In a significant shift, the Justice Department now says it backs a full repeal of the Affordable Care Act, the signature Obama-era health law.

It divulged its position in a legal filing Monday with the U.S. Court of Appeals for the Fifth Circuit in New Orleans, where an appeal is pending in a case challenging the measure's constitutionality. A federal judge in Texas ruled in December that the law's individual mandate "can no longer be sustained as an exercise of Congress's tax power" and further found that the remaining portions of the law are invalid.

Previously, the Trump administration had not gone as far, arguing in a June brief that the penalty for not buying insurance could be distinguished from other provisions of the law, which could still stand.

Officials said there were legal grounds only to strike down the law's consumer protections, including those for people with pre-existing health conditions.

But in the new filing, signed by three Justice Department attorneys, the administration said that the decision of U.S. District Judge Reed O'Connor should be affirmed and that the entirety of the ACA should be invalidated.

"Because the United States is not urging that any portion of the district court's judgment be reversed, the government intends to file a brief on the appellees' schedule," the filing stated.

If it were successful, the Justice Department's position supporting the judge's ruling would potentially eliminate health care for millions of people and create widespread disruption across the U.S. health care system — from removing no-charge preventive services for older Americans on Medicare to voiding the expansion of Medicaid in most states. The change comes as newly empowered Democrats in the House have vowed to protect the ACA.

House Speaker Nancy Pelosi, D-Calif., pledged in a tweet Monday night that Democrats would "fight relentlessly" to preserve "affordable, dependable health care."

Timothy Jost, an emeritus professor at the Washington and Lee University law school, called the Justice Department's new position "crazy" and "legally untenable."

"I can't believe that even the Fifth Circuit would take that position," he said in an interview, suggesting that arguably the nation's most conservative appeals court would still be reluctant to accept the reasoning backed by the administration. "It would be like invalidating the Interstate Highway System, causing chaos on an unimaginable scale. It's conceivable that the entire Medicare payment system would collapse."

The filing reflected "a strictly political decision, not a legal decision," Jost said. "Trump has wanted to get rid of the ACA, and I guess he sees an opportunity here."

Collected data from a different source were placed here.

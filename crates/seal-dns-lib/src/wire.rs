//! Accessors and builders for raw DNS messages.
//!
//! The proxy never needs a full resource-record codec: queries and
//! responses travel through it as opaque byte strings, and only the
//! header, the question section and TXT RDATA (for certificate
//! bootstrap) are ever inspected.

use crate::{ProtoError, DNS_HEADER_SIZE, MAX_DNS_PACKET_SIZE, MIN_DNS_PACKET_SIZE};
use std::net::IpAddr;

pub const QTYPE_A: u16 = 1;
pub const QTYPE_AAAA: u16 = 28;
pub const QTYPE_TXT: u16 = 16;

pub const RCODE_NOERROR: u8 = 0;
pub const RCODE_SERVFAIL: u8 = 2;
pub const RCODE_NXDOMAIN: u8 = 3;
pub const RCODE_REFUSED: u8 = 5;

const CLASS_IN: u16 = 1;
const MAX_LABELS: usize = 128;

/// Transaction ID of a DNS message. Callers must have checked the size.
pub fn tid(packet: &[u8]) -> u16 {
    u16::from_be_bytes([packet[0], packet[1]])
}

pub fn set_tid(packet: &mut [u8], tid: u16) {
    packet[..2].copy_from_slice(&tid.to_be_bytes());
}

pub fn rcode(packet: &[u8]) -> u8 {
    packet[3] & 0x0f
}

pub fn has_tc_flag(packet: &[u8]) -> bool {
    packet[2] & 0x02 != 0
}

pub fn is_response(packet: &[u8]) -> bool {
    packet[2] & 0x80 != 0
}

pub fn qdcount(packet: &[u8]) -> u16 {
    u16::from_be_bytes([packet[4], packet[5]])
}

pub fn ancount(packet: &[u8]) -> u16 {
    u16::from_be_bytes([packet[6], packet[7]])
}

/// Prepends the big-endian 16-bit length expected on DNS-over-TCP streams.
pub fn prefix_with_size(packet: Vec<u8>) -> Result<Vec<u8>, ProtoError> {
    if packet.len() > 0xffff {
        return Err(ProtoError::Oversize(packet.len()));
    }
    let mut framed = Vec::with_capacity(2 + packet.len());
    framed.extend_from_slice(&(packet.len() as u16).to_be_bytes());
    framed.extend_from_slice(&packet);
    Ok(framed)
}

fn check_bounds(packet: &[u8]) -> Result<(), ProtoError> {
    if packet.len() < MIN_DNS_PACKET_SIZE {
        return Err(ProtoError::Undersize(packet.len()));
    }
    if packet.len() > MAX_DNS_PACKET_SIZE {
        return Err(ProtoError::Oversize(packet.len()));
    }
    Ok(())
}

/// Advances past an encoded name starting at `pos`, following neither
/// side of a compression pointer (the pointer itself is two bytes).
fn skip_name(packet: &[u8], mut pos: usize) -> Result<usize, ProtoError> {
    let mut labels = 0;
    loop {
        let len = *packet.get(pos).ok_or(ProtoError::Parse("name runs past the end of the packet"))? as usize;
        if len & 0xc0 == 0xc0 {
            if pos + 2 > packet.len() {
                return Err(ProtoError::Parse("dangling compression pointer"));
            }
            return Ok(pos + 2);
        }
        if len > 0x3f {
            return Err(ProtoError::Parse("label length uses reserved bits"));
        }
        pos += 1 + len;
        if len == 0 {
            return Ok(pos);
        }
        labels += 1;
        if labels > MAX_LABELS {
            return Err(ProtoError::Parse("too many labels"));
        }
    }
}

/// Offset one past the last question record.
fn question_span(packet: &[u8]) -> Result<usize, ProtoError> {
    let mut pos = DNS_HEADER_SIZE;
    for _ in 0..qdcount(packet) {
        pos = skip_name(packet, pos)?;
        pos += 4; // QTYPE + QCLASS
        if pos > packet.len() {
            return Err(ProtoError::Parse("question runs past the end of the packet"));
        }
    }
    Ok(pos)
}

/// QNAME of the first question, normalized to lowercase.
pub fn qname(packet: &[u8]) -> Result<String, ProtoError> {
    check_bounds(packet)?;
    if qdcount(packet) == 0 {
        return Err(ProtoError::Parse("no question"));
    }
    let mut labels: Vec<String> = Vec::new();
    let mut pos = DNS_HEADER_SIZE;
    loop {
        let len = *packet.get(pos).ok_or(ProtoError::Parse("name runs past the end of the packet"))? as usize;
        if len & 0xc0 != 0 {
            return Err(ProtoError::Parse("compressed name in question"));
        }
        pos += 1;
        if len == 0 {
            break;
        }
        let label = packet
            .get(pos..pos + len)
            .ok_or(ProtoError::Parse("label runs past the end of the packet"))?;
        if !label.iter().all(u8::is_ascii) {
            return Err(ProtoError::Parse("label is not ASCII"));
        }
        labels.push(String::from_utf8_lossy(label).to_ascii_lowercase());
        pos += len;
        if labels.len() > MAX_LABELS {
            return Err(ProtoError::Parse("too many labels"));
        }
    }
    Ok(labels.join("."))
}

/// QTYPE of the first question.
pub fn qtype(packet: &[u8]) -> Result<u16, ProtoError> {
    check_bounds(packet)?;
    if qdcount(packet) == 0 {
        return Err(ProtoError::Parse("no question"));
    }
    let end = skip_name(packet, DNS_HEADER_SIZE)?;
    let bytes = packet
        .get(end..end + 2)
        .ok_or(ProtoError::Parse("question runs past the end of the packet"))?;
    Ok(u16::from_be_bytes([bytes[0], bytes[1]]))
}

/// Minimal response carrying only the original question, with QR and TC
/// set so the client retries over TCP.
pub fn truncated_response(query: &[u8]) -> Result<Vec<u8>, ProtoError> {
    check_bounds(query)?;
    let span = question_span(query)?;
    let mut response = query[..span].to_vec();
    // QR=1, TC=1; opcode and RD are kept from the query
    response[2] = 0x80 | (query[2] & 0x79) | 0x02;
    // RA=1, RCODE=NoError
    response[3] = 0x80;
    response[6..12].fill(0);
    Ok(response)
}

/// Response with the REFUSED code and no records.
pub fn refused_response(query: &[u8]) -> Result<Vec<u8>, ProtoError> {
    check_bounds(query)?;
    let span = question_span(query)?;
    let mut response = query[..span].to_vec();
    response[2] = 0x80 | (query[2] & 0x79);
    response[3] = 0x80 | RCODE_REFUSED;
    response[6..12].fill(0);
    Ok(response)
}

/// Synthesizes an authoritative one-answer response to `query`. The
/// answer name is a pointer to the question, so the query must carry
/// exactly one question whose QTYPE matches the address family.
pub fn synthetic_answer(query: &[u8], addr: IpAddr, ttl: u32) -> Result<Vec<u8>, ProtoError> {
    check_bounds(query)?;
    let span = question_span(query)?;
    let mut response = query[..span].to_vec();
    // QR=1, AA=1; opcode and RD kept
    response[2] = 0x80 | (query[2] & 0x79) | 0x04;
    response[3] = 0x80;
    response[6..12].fill(0);
    response[6..8].copy_from_slice(&1u16.to_be_bytes());
    // Pointer back to the question name at offset 12
    response.extend_from_slice(&[0xc0, 0x0c]);
    let (rr_type, rdata): (u16, &[u8]) = match &addr {
        IpAddr::V4(v4) => (QTYPE_A, &v4.octets()[..]),
        IpAddr::V6(v6) => (QTYPE_AAAA, &v6.octets()[..]),
    };
    response.extend_from_slice(&rr_type.to_be_bytes());
    response.extend_from_slice(&CLASS_IN.to_be_bytes());
    response.extend_from_slice(&ttl.to_be_bytes());
    response.extend_from_slice(&(rdata.len() as u16).to_be_bytes());
    response.extend_from_slice(rdata);
    Ok(response)
}

/// Builds a plain one-question query, used for certificate bootstrap and
/// upstream probes.
pub fn build_query(name: &str, qtype: u16, tid: u16) -> Result<Vec<u8>, ProtoError> {
    let mut packet = Vec::with_capacity(DNS_HEADER_SIZE + name.len() + 6);
    packet.extend_from_slice(&tid.to_be_bytes());
    // RD=1
    packet.extend_from_slice(&[0x01, 0x00]);
    packet.extend_from_slice(&1u16.to_be_bytes());
    packet.extend_from_slice(&[0; 6]);
    for label in name.split('.').filter(|l| !l.is_empty()) {
        if label.len() > 0x3f {
            return Err(ProtoError::Parse("label is too long"));
        }
        packet.push(label.len() as u8);
        packet.extend_from_slice(label.as_bytes());
    }
    packet.push(0);
    packet.extend_from_slice(&qtype.to_be_bytes());
    packet.extend_from_slice(&CLASS_IN.to_be_bytes());
    if packet.len() > MAX_DNS_PACKET_SIZE {
        return Err(ProtoError::Oversize(packet.len()));
    }
    Ok(packet)
}

/// Collects the RDATA of every TXT answer, with the character-strings of
/// each record concatenated. Certificate bootstrap responses carry one
/// signed certificate per TXT record.
pub fn txt_records(response: &[u8]) -> Result<Vec<Vec<u8>>, ProtoError> {
    check_bounds(response)?;
    let mut pos = question_span(response)?;
    let mut records = Vec::new();
    for _ in 0..ancount(response) {
        pos = skip_name(response, pos)?;
        let fixed = response
            .get(pos..pos + 10)
            .ok_or(ProtoError::Parse("answer runs past the end of the packet"))?;
        let rr_type = u16::from_be_bytes([fixed[0], fixed[1]]);
        let rdlength = u16::from_be_bytes([fixed[8], fixed[9]]) as usize;
        pos += 10;
        let rdata = response
            .get(pos..pos + rdlength)
            .ok_or(ProtoError::Parse("RDATA runs past the end of the packet"))?;
        pos += rdlength;
        if rr_type != QTYPE_TXT {
            continue;
        }
        let mut blob = Vec::with_capacity(rdlength);
        let mut rd_pos = 0;
        while rd_pos < rdata.len() {
            let len = rdata[rd_pos] as usize;
            rd_pos += 1;
            let chunk = rdata
                .get(rd_pos..rd_pos + len)
                .ok_or(ProtoError::Parse("TXT character-string runs past RDATA"))?;
            blob.extend_from_slice(chunk);
            rd_pos += len;
        }
        records.push(blob);
    }
    Ok(records)
}

#[cfg(test)]
mod tests {
    use super::*;
    use proptest::prelude::*;
    use std::net::{Ipv4Addr, Ipv6Addr};

    fn sample_query() -> Vec<u8> {
        build_query("example.com", QTYPE_A, 0xbeef).unwrap()
    }

    #[test]
    fn tid_accessors_roundtrip() {
        let mut query = sample_query();
        assert_eq!(tid(&query), 0xbeef);
        set_tid(&mut query, 0x1234);
        assert_eq!(tid(&query), 0x1234);
    }

    #[test]
    fn build_query_shape() {
        let query = sample_query();
        assert_eq!(qdcount(&query), 1);
        assert!(!is_response(&query));
        assert_eq!(qname(&query).unwrap(), "example.com");
        assert_eq!(qtype(&query).unwrap(), QTYPE_A);
    }

    #[test]
    fn qname_is_lowercased() {
        let query = build_query("ExAmPlE.COM", QTYPE_A, 1).unwrap();
        assert_eq!(qname(&query).unwrap(), "example.com");
    }

    #[test]
    fn truncated_response_shape() {
        let query = sample_query();
        let response = truncated_response(&query).unwrap();
        assert_eq!(tid(&response), tid(&query));
        assert!(is_response(&response));
        assert!(has_tc_flag(&response));
        assert_eq!(rcode(&response), RCODE_NOERROR);
        assert_eq!(qdcount(&response), 1);
        assert_eq!(ancount(&response), 0);
        assert_eq!(qname(&response).unwrap(), "example.com");
        assert!(response.len() <= crate::MAX_DNS_UDP_PACKET_SIZE);
    }

    #[test]
    fn refused_response_shape() {
        let response = refused_response(&sample_query()).unwrap();
        assert!(is_response(&response));
        assert_eq!(rcode(&response), RCODE_REFUSED);
        assert_eq!(ancount(&response), 0);
    }

    #[test]
    fn synthetic_a_answer() {
        let response = synthetic_answer(&sample_query(), Ipv4Addr::new(192, 0, 2, 1).into(), 600).unwrap();
        assert!(is_response(&response));
        assert_eq!(tid(&response), 0xbeef);
        assert_eq!(ancount(&response), 1);
        let rdata = &response[response.len() - 4..];
        assert_eq!(rdata, &[192, 0, 2, 1]);
    }

    #[test]
    fn synthetic_aaaa_answer() {
        let query = build_query("example.com", QTYPE_AAAA, 7).unwrap();
        let response = synthetic_answer(&query, Ipv6Addr::LOCALHOST.into(), 600).unwrap();
        assert_eq!(ancount(&response), 1);
        assert_eq!(&response[response.len() - 16..], &Ipv6Addr::LOCALHOST.octets()[..]);
    }

    #[test]
    fn undersized_packets_are_rejected() {
        assert_eq!(truncated_response(&[0; 5]), Err(ProtoError::Undersize(5)));
        assert_eq!(qname(&[0; 5]), Err(ProtoError::Undersize(5)));
    }

    #[test]
    fn txt_records_are_extracted() {
        // Response with one TXT answer split over two character-strings
        let mut response = build_query("2.dnscrypt-cert.example.com", QTYPE_TXT, 9).unwrap();
        response[2] |= 0x80;
        response[6..8].copy_from_slice(&1u16.to_be_bytes());
        response.extend_from_slice(&[0xc0, 0x0c]);
        response.extend_from_slice(&QTYPE_TXT.to_be_bytes());
        response.extend_from_slice(&1u16.to_be_bytes());
        response.extend_from_slice(&3600u32.to_be_bytes());
        response.extend_from_slice(&8u16.to_be_bytes());
        response.extend_from_slice(&[3, b'a', b'b', b'c', 2, b'd', b'e', 0]);
        let records = txt_records(&response).unwrap();
        assert_eq!(records, vec![b"abcde".to_vec()]);
    }

    #[test]
    fn oversize_tcp_frame_is_rejected() {
        assert!(matches!(prefix_with_size(vec![0; 0x10000]), Err(ProtoError::Oversize(_))));
    }

    proptest! {
        #[test]
        fn prefix_with_size_roundtrip(payload in proptest::collection::vec(any::<u8>(), 0..2048)) {
            let framed = prefix_with_size(payload.clone()).unwrap();
            let length = u16::from_be_bytes([framed[0], framed[1]]) as usize;
            prop_assert_eq!(length, payload.len());
            prop_assert_eq!(&framed[2..], &payload[..]);
        }
    }
}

In the nine years since it was signed by President Barack Obama, the Affordable Care Act has become embedded in the nation's health care system. It changed the way Medicare pays doctors, hospitals and other health care providers. It has unleashed a wave of innovation in the delivery of health care. The health insurance industry has invented a new business model selling coverage to anyone who applies, regardless of any pre-existing conditions.

The law also includes dozens of provisions that are less well known and not related to the individual mandate. It requires nutrition labeling and calorie counts on menu items at chain restaurants. It requires certain employers to provide "reasonable break time" and a private space for nursing mothers to pump breast milk.

Lawyers said invalidation of the entire law would raise numerous legal and practical questions. It is, they said, difficult to imagine what the health care world would look like without the Affordable Care Act.

The Trump administration's new position was harshly criticized by the insurance industry and by consumer advocates.

The government's position "puts coverage at risk for more than 100 million Americans," said Matt Eyles, the president and chief executive of America's Health Insurance Plans.

Leslie Dach, the chairman of Protect Our Care, a consumer advocacy group, said: "In November, voters overwhelmingly rejected President Trump's health care repeal and sabotage agenda. But he remains dead set on accomplishing through the courts what he and his allies in Congress could not do legislatively: fully repeal the law, devastate American health care and leave millions of Americans at risk."

The New York Times contributed to this report.